__TRY IT__: Please retype all the records below exactly as they read.

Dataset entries

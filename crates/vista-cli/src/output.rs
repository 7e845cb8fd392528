//! Output formatting for CLI

use chrono::Utc;
use serde::Serialize;
use serde_json::json;
use vista_core::{PlayerEvent, ScreenEvent};

/// Output format options
#[derive(Debug, Clone, Copy, PartialEq, Eq)]
pub enum OutputFormat {
    Text,
    Json,
}

impl From<&str> for OutputFormat {
    fn from(s: &str) -> Self {
        match s.to_lowercase().as_str() {
            "json" => OutputFormat::Json,
            _ => OutputFormat::Text,
        }
    }
}

/// Print a serializable value, pretty JSON or debug-ish text
pub fn print_value<T: Serialize>(data: &T, format: OutputFormat) -> anyhow::Result<()> {
    match format {
        OutputFormat::Json => println!("{}", serde_json::to_string_pretty(data)?),
        OutputFormat::Text => {
            let value = serde_json::to_value(data)?;
            if let serde_json::Value::Object(map) = value {
                for (key, value) in map {
                    println!("  {key}: {value}");
                }
            } else {
                println!("{value}");
            }
        }
    }
    Ok(())
}

/// Prints screen events as they come out of a simulation
pub struct EventPrinter {
    format: OutputFormat,
    printed: usize,
}

impl EventPrinter {
    pub fn new(format: OutputFormat) -> Self {
        Self { format, printed: 0 }
    }

    pub fn printed(&self) -> usize {
        self.printed
    }

    /// `at` is the scenario clock in seconds
    pub fn print(&mut self, at: f64, event: &ScreenEvent) -> anyhow::Result<()> {
        match self.format {
            OutputFormat::Json => {
                let line = json!({
                    "timestamp": Utc::now().to_rfc3339(),
                    "at": at,
                    "event": event,
                });
                println!("{}", serde_json::to_string(&line)?);
            }
            OutputFormat::Text => println!("[{at:>8.3}s] {}", describe(event)),
        }
        self.printed += 1;
        Ok(())
    }
}

fn describe(event: &ScreenEvent) -> String {
    match event {
        ScreenEvent::Player { event } => match event {
            PlayerEvent::StateChanged { state } => format!("state       -> {state}"),
            PlayerEvent::PlayTimeChanged { current, total } => {
                format!("play time   {current:.2} / {total:.2}")
            }
            PlayerEvent::LoadedTimeChanged { loaded, total } => {
                format!("loaded      {loaded:.2} / {total:.2}")
            }
            PlayerEvent::IsPlayingChanged { playing } => format!("playing     {playing}"),
            PlayerEvent::BufferingRetry { attempt } => format!("retrying    attempt {attempt}"),
        },
        ScreenEvent::OverlayChanged { overlay } => format!(
            "overlay     showing={} loader={} preview={} rate={}",
            overlay.is_showing, overlay.loader_visible, overlay.preview_visible, overlay.rate
        ),
        ScreenEvent::PeriodSelected { index, length_secs } => {
            format!("period      #{index} ({length_secs}s)")
        }
        ScreenEvent::Favourite => "favourite".to_string(),
        ScreenEvent::Closed => "closed".to_string(),
        ScreenEvent::Failed { code, message } => format!("failed      [{code}] {message}"),
    }
}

__EXERCISE OUTPUT__:
filename crates/vista-cli/src/output.rs
repository 7e845cb8fd392528
//! Output formatting for CLI

use chrono::Utc;
use serde::Serialize;
use serde_json::json;
use vista_core::{PlayerEvent, ScreenEvent};

/// Output format options
#[derive(Debug, Clone, Copy, PartialEq, Eq)]
pub enum OutputFormat {
    Text,
    Json,
}

impl From<&str> for OutputFormat {
    fn from(s: &str) -> Self {
        match s.to_lowercase().as_str() {
            "json" => OutputFormat::Json,
            _ => OutputFormat::Text,
        }
    }
}

/// Print a serializable value, pretty JSON or debug-ish text
pub fn print_value<T: Serialize>(data: &T, format: OutputFormat) -> anyhow::Result<()> {
    match format {
        OutputFormat::Json => println!("{}", serde_json::to_string_pretty(data)?),
        OutputFormat::Text => {
            let value = serde_json::to_value(data)?;
            if let serde_json::Value::Object(map) = value {
                for (key, value) in map {
                    println!("  {key}: {value}");
                }
            } else {
                println!("{value}");
            }
        }
    }
    Ok(())
}

/// Prints screen events as they come out of a simulation
pub struct EventPrinter {
    format: OutputFormat,
    printed: usize,
}

impl EventPrinter {
    pub fn new(format: OutputFormat) -> Self {
        Self { format, printed: 0 }
    }

    pub fn printed(&self) -> usize {
        self.printed
    }

    /// `at` is the scenario clock in seconds
    pub fn print(&mut self, at: f64, event: &ScreenEvent) -> anyhow::Result<()> {
        match self.format {
            OutputFormat::Json => {
                let line = json!({
                    "timestamp": Utc::now().to_rfc3339(),
                    "at": at,
                    "event": event,
                });
                println!("{}", serde_json::to_string(&line)?);
            }
            OutputFormat::Text => println!("[{at:>8.3}s] {}", describe(event)),
        }
        self.printed += 1;
        Ok(())
    }
}

fn describe(event: &ScreenEvent) -> String {
    match event {
        ScreenEvent::Player { event } => match event {
            PlayerEvent::StateChanged { state } => format!("state       -> {state}"),
            PlayerEvent::PlayTimeChanged { current, total } => {
                format!("play time   {current:.2} / {total:.2}")
            }
            PlayerEvent::LoadedTimeChanged { loaded, total } => {
                format!("loaded      {loaded:.2} / {total:.2}")
            }
            PlayerEvent::IsPlayingChanged { playing } => format!("playing     {playing}"),
            PlayerEvent::BufferingRetry { attempt } => format!("retrying    attempt {attempt}"),
        },
        ScreenEvent::OverlayChanged { overlay } => format!(
            "overlay     showing={} loader={} preview={} rate={}",
            overlay.is_showing, overlay.loader_visible, overlay.preview_visible, overlay.rate
        ),
        ScreenEvent::PeriodSelected { index, length_secs } => {
            format!("period      #{index} ({length_secs}s)")
        }
        ScreenEvent::Favourite => "favourite".to_string(),
        ScreenEvent::Closed => "closed".to_string(),
        ScreenEvent::Failed { code, message } => format!("failed      [{code}] {message}"),
    }
}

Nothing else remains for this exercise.